Andrew Cushman

As director of security response and outreach for the Microsoft® Security Response Center (MSRC), part of the Trustworthy Computing Group at Microsoft Corp., Andrew Cushman manages the teams responsible for the company’s monthly security updates and those focused on collaborating with researchers and companies to mitigate the effect of security vulnerabilities. Cushman and his teams lead emergency responses to security threats, define and enforce response policies, and monitor monthly update quality and timeliness. Cushman has expanded Microsoft’s outreach programs to cover security researchers as well as mainstream security organizations, companies and computer emergency response teams. Cushman joined the MSRC in 2004 as a member of the Security Engineering Group executive leadership team that made security processes an integral part of Microsoft’s engineering culture. Since then he has been a driving force behind the company’s security researcher outreach strategy and execution efforts, formulating the Responsible Disclosure Initiative strategy and initiating the BlueHat security conference franchise. Today he is director of the MSRC and a key influencer of Microsoft’s Security Development Lifecycle. Since joining Microsoft in January 1990, Cushman has held positions on the Microsoft International Product Group, the Microsoft Money team and the Internet Information Services (IIS) team.
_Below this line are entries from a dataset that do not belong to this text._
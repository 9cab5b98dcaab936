//! 配置解析集成测试
//!
//! 覆盖优先级、键路径错误、类型检查、循环检测和缓存键的确定性

use std::any::Any;
use std::sync::Arc;

use chips_pipeline::module::{Binding, ConfigValue, ValueType};
use chips_pipeline::{
    ConfigOption, CoreError, DependencySpec, Engine, Module, ModuleDescriptor, ModuleRegistry,
    OverrideMap, PipelineConfig, ProvidedInstances,
};
use tempfile::TempDir;

struct Dummy;

impl Module for Dummy {
    fn as_any(&self) -> &dyn Any {
        self
    }
}

fn module(module_type: &str, name: &str) -> ModuleDescriptor {
    ModuleDescriptor::new(module_type, name, |_| Ok(Arc::new(Dummy)))
}

fn registry() -> ModuleRegistry {
    let mut builder = ModuleRegistry::builder();
    builder
        .register(module("widget", "basic").option(ConfigOption::new("x", 1, "测试值")))
        .unwrap();
    builder
        .register(module("collection", "robust04").option(ConfigOption::new("lang", "en", "")))
        .unwrap();
    builder
        .register(module("collection", "antique").option(ConfigOption::new("lang", "en", "")))
        .unwrap();
    builder
        .register(
            module("index", "simple")
                .option(ConfigOption::new("stemmer", "none", "词干提取器"))
                .option(ConfigOption::new("indexstops", false, "是否保留停用词"))
                .dependency(DependencySpec::new("collection", "collection", "robust04")),
        )
        .unwrap();
    builder
        .register(
            module("searcher", "bm25")
                .option(ConfigOption::new("k1", 0.9, ""))
                .option(ConfigOption::new("b", 0.4, ""))
                .option(ConfigOption::new("hits", 1000, ""))
                .option(ConfigOption::new("fields", "title", "").with_type(ValueType::StrList))
                .dependency(DependencySpec::new("index", "index", "simple")),
        )
        .unwrap();
    builder
        .register(
            module("searcher", "grid")
                .option(ConfigOption::new("k1", "0.9", "").with_type(ValueType::FloatList))
                .option(ConfigOption::new("depths", "10", "").with_type(ValueType::IntList))
                .dependency(DependencySpec::new("index", "index", "simple")),
        )
        .unwrap();
    builder
        .register(module("split", "fold").option(ConfigOption::required("fold", ValueType::Path, "折文件")))
        .unwrap();
    builder
        .register(
            module("experiment", "main")
                .dependency(DependencySpec::new("split", "split", "fold"))
                .dependency(DependencySpec::new("searcher", "searcher", "bm25")),
        )
        .unwrap();
    builder
        .register(module("a", "a").dependency(DependencySpec::new("b", "b", "b")))
        .unwrap();
    builder
        .register(module("b", "b").dependency(DependencySpec::new("a", "a", "a")))
        .unwrap();
    builder.build().unwrap()
}

fn engine() -> (TempDir, Engine) {
    let temp = TempDir::new().unwrap();
    let config = PipelineConfig::builder()
        .results_dir(temp.path().join("results"))
        .cache_dir(temp.path().join("cache"))
        .build();
    (temp, Engine::new(registry(), config))
}

fn overrides(assignments: &[&str]) -> OverrideMap {
    OverrideMap::parse(assignments).unwrap()
}

/// 默认值与显式覆盖
#[test]
fn test_override_beats_default() {
    let (_temp, engine) = engine();
    let none = ProvidedInstances::new();

    let default = engine.resolve("widget", "basic", &OverrideMap::new(), &none).unwrap();
    assert_eq!(default.get_int("x"), Some(1));

    let overridden = engine.resolve("widget", "basic", &overrides(&["x=2"]), &none).unwrap();
    assert_eq!(overridden.get_int("x"), Some(2));
    assert_ne!(default.cache_key, overridden.cache_key);
}

/// 覆盖按依赖键命名空间传递
#[test]
fn test_nested_overrides() {
    let (_temp, engine) = engine();
    let config = engine
        .resolve(
            "searcher",
            "bm25",
            &overrides(&["k1=1.2", "index.stemmer=porter", "index.collection=antique"]),
            &ProvidedInstances::new(),
        )
        .unwrap();

    assert_eq!(config.get_float("k1"), Some(1.2));
    assert_eq!(config.get_float("b"), Some(0.4));
    assert_eq!(config.get_str_list("fields"), Some(&["title".to_string()][..]));

    let index = config.dependency("index").unwrap();
    assert_eq!(index.get_str("stemmer"), Some("porter"));
    assert_eq!(index.get_bool("indexstops"), Some(false));
    assert_eq!(index.binding("collection"), Some(Binding::Owned));
    assert_eq!(index.dependency("collection").unwrap().id.module_name, "antique");
}

/// 列表值支持区间写法
#[test]
fn test_list_options() {
    let (_temp, engine) = engine();
    let config = engine
        .resolve(
            "searcher",
            "grid",
            &overrides(&["k1=0.4..1,0.2", "depths=10,100"]),
            &ProvidedInstances::new(),
        )
        .unwrap();

    assert_eq!(config.get_float_list("k1"), Some(&[0.4, 0.6, 0.8, 1.0][..]));
    assert_eq!(config.get_int_list("depths"), Some(&[10, 100][..]));

    // 标量默认值包装为单元素列表
    let default = engine
        .resolve("searcher", "grid", &OverrideMap::new(), &ProvidedInstances::new())
        .unwrap();
    assert_eq!(default.get("k1"), Some(&ConfigValue::FloatList(vec![0.9])));
}

/// 缺失必填项时报告完整键路径
#[test]
fn test_missing_config_names_key_path() {
    let (_temp, engine) = engine();
    let err = engine
        .resolve("experiment", "main", &OverrideMap::new(), &ProvidedInstances::new())
        .unwrap_err();
    assert!(matches!(&err, CoreError::MissingConfig(path) if path == "split.fold"));

    let config = engine
        .resolve(
            "experiment",
            "main",
            &overrides(&["split.fold=/data/folds.json"]),
            &ProvidedInstances::new(),
        )
        .unwrap();
    let split = config.dependency("split").unwrap();
    assert_eq!(
        split.get_path("fold"),
        Some(std::path::Path::new("/data/folds.json"))
    );
}

/// 类型错误带上期望类型和实际值
#[test]
fn test_invalid_type() {
    let (_temp, engine) = engine();
    let err = engine
        .resolve(
            "experiment",
            "main",
            &overrides(&["split.fold=f", "searcher.hits=abc"]),
            &ProvidedInstances::new(),
        )
        .unwrap_err();

    match err {
        CoreError::InvalidConfigType {
            path,
            expected,
            got,
        } => {
            assert_eq!(path, "searcher.hits");
            assert_eq!(expected, "int");
            assert_eq!(got, "\"abc\"");
        }
        other => panic!("unexpected error: {other}"),
    }
}

/// 未声明的键和未注册的模块在构造前被拒绝
#[test]
fn test_unknown_key_and_module() {
    let (_temp, engine) = engine();
    let none = ProvidedInstances::new();

    let err = engine
        .resolve("searcher", "bm25", &overrides(&["index.bogus=1"]), &none)
        .unwrap_err();
    assert!(matches!(&err, CoreError::UnknownConfigKey(path) if path == "index.bogus"));
    assert_eq!(err.error_code(), "CONFIG-003");

    let err = engine
        .resolve("searcher", "bm25", &overrides(&["index=missing"]), &none)
        .unwrap_err();
    assert!(matches!(
        &err,
        CoreError::UnknownModule { module_type, module_name }
            if module_type == "index" && module_name == "missing"
    ));

    let err = engine
        .create("searcher", "bm25", &overrides(&["index=missing"]), &none)
        .unwrap_err();
    assert!(matches!(err, CoreError::UnknownModule { .. }));
    assert!(engine.cache().is_empty());
}

/// A -> B -> A 在解析阶段失败
#[test]
fn test_cycle_rejected() {
    let (_temp, engine) = engine();
    let err = engine
        .create("a", "a", &OverrideMap::new(), &ProvidedInstances::new())
        .unwrap_err();

    match &err {
        CoreError::DependencyCycle(path) => {
            assert_eq!(path, &vec!["a/a".to_string(), "b/b".to_string(), "a/a".to_string()]);
        }
        other => panic!("unexpected error: {other}"),
    }
    assert_eq!(err.to_string(), "检测到循环依赖: a/a -> b/b -> a/a");
    assert!(engine.cache().is_empty());
}

/// 等价的覆盖写法得到相同的缓存键
#[test]
fn test_equivalent_overrides_share_cache_key() {
    let (_temp, engine) = engine();
    let none = ProvidedInstances::new();
    let resolve = |assignments: &[&str]| {
        engine
            .resolve("searcher", "bm25", &overrides(assignments), &none)
            .unwrap()
            .cache_key
            .clone()
    };

    let plain = resolve(&[]);
    assert_eq!(plain, resolve(&["k1=0.9", "hits=1000"]));
    assert_eq!(plain, resolve(&["index.collection.name=robust04"]));
    assert_eq!(resolve(&["index.collection=antique"]), resolve(&["index.collection.name=antique"]));
    assert_ne!(plain, resolve(&["index.collection=antique"]));

    let yaml = OverrideMap::from_yaml_str("k1: 1.5\nindex:\n  stemmer: porter\n").unwrap();
    let from_yaml = engine.resolve("searcher", "bm25", &yaml, &none).unwrap();
    assert_eq!(from_yaml.cache_key, resolve(&["k1=1.5", "index.stemmer=porter"]));
}

/// print_config 的输出可以作为覆盖配置重新输入
#[test]
fn test_to_json_round_trip() {
    let (_temp, engine) = engine();
    let none = ProvidedInstances::new();
    let config = engine
        .resolve(
            "searcher",
            "bm25",
            &overrides(&["k1=1.1", "index.collection=antique"]),
            &none,
        )
        .unwrap();

    let json = config.to_json();
    assert_eq!(json["name"], "bm25");
    assert_eq!(json["index"]["collection"]["name"], "antique");

    let replay = OverrideMap::from_json(&json).unwrap();
    let again = engine.resolve("searcher", "bm25", &replay, &none).unwrap();
    assert_eq!(again.cache_key, config.cache_key);
    assert_eq!(again.as_ref(), config.as_ref());
}

/// 根作用域的 name 覆盖选择根模块
#[test]
fn test_root_name_override() {
    let (_temp, engine) = engine();
    let config = engine
        .resolve(
            "collection",
            "robust04",
            &overrides(&["name=antique"]),
            &ProvidedInstances::new(),
        )
        .unwrap();
    assert_eq!(config.id.module_name, "antique");
}

/// 根作用域的 name 必须是字符串，与嵌套作用域一致
#[test]
fn test_root_name_must_be_string() {
    let (_temp, engine) = engine();
    let typed = OverrideMap::from_json(&serde_json::json!({ "name": 3 })).unwrap();

    let err = engine
        .resolve("collection", "robust04", &typed, &ProvidedInstances::new())
        .unwrap_err();
    match err {
        CoreError::InvalidConfigType {
            path,
            expected,
            got,
        } => {
            assert_eq!(path, "name");
            assert_eq!(expected, "string");
            assert_eq!(got, "3");
        }
        other => panic!("unexpected error: {other}"),
    }
    assert!(engine.cache().is_empty());
}
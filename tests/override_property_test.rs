//! 覆盖配置与缓存键的属性测试

use chips_pipeline::{builtin, Engine, OverrideMap, PipelineConfig, ProvidedInstances};
use proptest::prelude::*;
use serde_json::json;

fn segment() -> impl Strategy<Value = String> {
    "[a-z][a-z0-9_]{0,6}"
}

fn engine() -> Engine {
    Engine::new(builtin::registry().unwrap(), PipelineConfig::default())
}

proptest! {
    #![proptest_config(ProptestConfig::with_cases(64))]

    #[test]
    fn test_dotted_assignment_lands_at_path(
        segments in prop::collection::vec(segment(), 1..5),
        value in "[A-Za-z0-9=./:-]{0,12}"
    ) {
        let key = segments.join(".");
        let overrides = OverrideMap::parse([format!("{}={}", key, value)]).unwrap();

        let (last, parents) = segments.split_last().unwrap();
        let mut scope = &overrides;
        for parent in parents {
            scope = scope.child(parent).unwrap();
        }
        prop_assert_eq!(scope.value(last), Some(&json!(value)));
    }

    #[test]
    fn test_assignments_round_trip(
        entries in prop::collection::btree_map(
            prop::collection::vec(segment(), 1..4).prop_map(|s| s.join(".")),
            "[a-z0-9]{1,8}",
            1..8
        )
    ) {
        let assignments: Vec<String> = entries
            .iter()
            .map(|(k, v)| format!("{}={}", k, v))
            .collect();
        // 同一路径既是叶子又有子键时，叶子合并为该作用域的 name
        let overrides = OverrideMap::parse(&assignments).unwrap();

        let replay = OverrideMap::parse(overrides.to_assignments()).unwrap();
        prop_assert_eq!(&replay, &overrides);
        prop_assert_eq!(OverrideMap::from_json(&overrides.to_json()).unwrap(), overrides);
    }

    #[test]
    fn test_cache_key_ignores_spelling(
        hits in 1i64..5000,
        porter in any::<bool>(),
        stops in any::<bool>(),
        reverse in any::<bool>()
    ) {
        let engine = engine();
        let none = ProvidedInstances::new();
        let stemmer = if porter { "porter" } else { "none" };

        let mut assignments = vec![
            format!("hits={}", hits),
            format!("index.stemmer={}", stemmer),
            format!("index.indexstops={}", stops),
            "index.collection=dummy".to_string(),
        ];
        if reverse {
            assignments.reverse();
        }
        let from_text = engine
            .resolve("searcher", "termmatch", &OverrideMap::parse(&assignments).unwrap(), &none)
            .unwrap();

        let typed = OverrideMap::from_json(&json!({
            "hits": hits,
            "index": { "stemmer": stemmer, "indexstops": stops },
        }))
        .unwrap();
        let from_json = engine.resolve("searcher", "termmatch", &typed, &none).unwrap();

        prop_assert_eq!(&from_text.cache_key, &from_json.cache_key);
        prop_assert_eq!(from_text.cache_key.digest(), from_json.cache_key.digest());

        // 输出的配置树重新输入后得到同一个键
        let replay = OverrideMap::from_json(&from_text.to_json()).unwrap();
        let again = engine.resolve("searcher", "termmatch", &replay, &none).unwrap();
        prop_assert_eq!(&again.cache_key, &from_text.cache_key);
    }

    #[test]
    fn test_distinct_configs_get_distinct_keys(a in 1i64..5000, b in 1i64..5000) {
        prop_assume!(a != b);
        let engine = engine();
        let none = ProvidedInstances::new();
        let resolve = |hits: i64| {
            engine
                .resolve(
                    "searcher",
                    "termmatch",
                    &OverrideMap::parse([format!("hits={}", hits)]).unwrap(),
                    &none,
                )
                .unwrap()
        };
        prop_assert_ne!(&resolve(a).cache_key, &resolve(b).cache_key);
    }
}
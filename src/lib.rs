//! # Chips Pipeline - 薯片流水线
//!
//! 声明式的模块组合框架。每个模块声明自己的配置项和依赖，
//! 引擎负责：
//!
//! - **依赖发现**: 从根模块出发展开完整的依赖图
//! - **配置传播**: 按作用域合并覆盖配置、共享配置和默认值，并做类型检查
//! - **结构校验**: 在构造任何实例之前发现循环、缺失值和类型错误
//! - **实例缓存**: 每个不同的有效配置只构造一次实例
//! - **实例共享**: 兄弟模块通过 `provide_this` / `provide_children` 透明共享依赖
//!
//! ## 快速开始
//!
//! ```rust,no_run
//! use chips_pipeline::{builtin, Engine, OverrideMap, PipelineConfig};
//!
//! fn main() -> Result<(), Box<dyn std::error::Error>> {
//!     let engine = Engine::new(builtin::registry()?, PipelineConfig::default());
//!
//!     let overrides = OverrideMap::parse(["searcher.index.stemmer=porter"])?;
//!     let mut task = engine.task("rank", overrides)?;
//!     let result = task.run(Some("searcheval"))?;
//!     println!("{}", result);
//!     Ok(())
//! }
//! ```
//!
//! ## 模块结构
//!
//! - `module` - 描述符、注册表、解析器、构造器和实例缓存
//! - `api` - 引擎与任务
//! - `core` - 流水线配置
//! - `utils` - 错误类型、日志、摘要和制品物化
//! - `builtin` - 内置演示模块

#![warn(missing_docs)]
#![warn(rustdoc::missing_crate_level_docs)]

pub mod api;
pub mod builtin;
pub mod core;
pub mod module;
pub mod utils;

// 重导出常用类型，方便使用
pub use api::{Engine, Task, TaskState};

pub use module::{
    CacheKey, ConfigOption, ConfigValue, DependencySpec, InstanceCache, Module, ModuleContext,
    ModuleDescriptor, ModuleInstance, ModuleRegistry, OverrideMap, ProvidedInstances,
    RegistryBuilder, ResolvedConfig, ValueType,
};

pub use utils::logger::{LogGuard, Logger, LoggerConfig, LoggerConfigBuilder, RotationStrategy};
pub use utils::{error_code, exit_code, CoreError, Result};

pub use core::config::{LogConfig, PipelineConfig, PipelineConfigBuilder, StorageConfig};

/// 库版本
pub const VERSION: &str = env!("CARGO_PKG_VERSION");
He led the IIS product team during the development of IIS 6.0 in Windows Server® 2003. IIS 6.0 was one of the first Microsoft products to fully adopt the security engineering processes that are today embodied in the SDL and remains a “poster child” of Microsoft’s commitment to security engineering and Trustworthy Computing. Cushman earned a bachelor’s degree in international studies from the University of Washington and a master of international business degree from Seattle University. Away from work, he is an avid skier and spectator of dressage, a form of competitive horse training.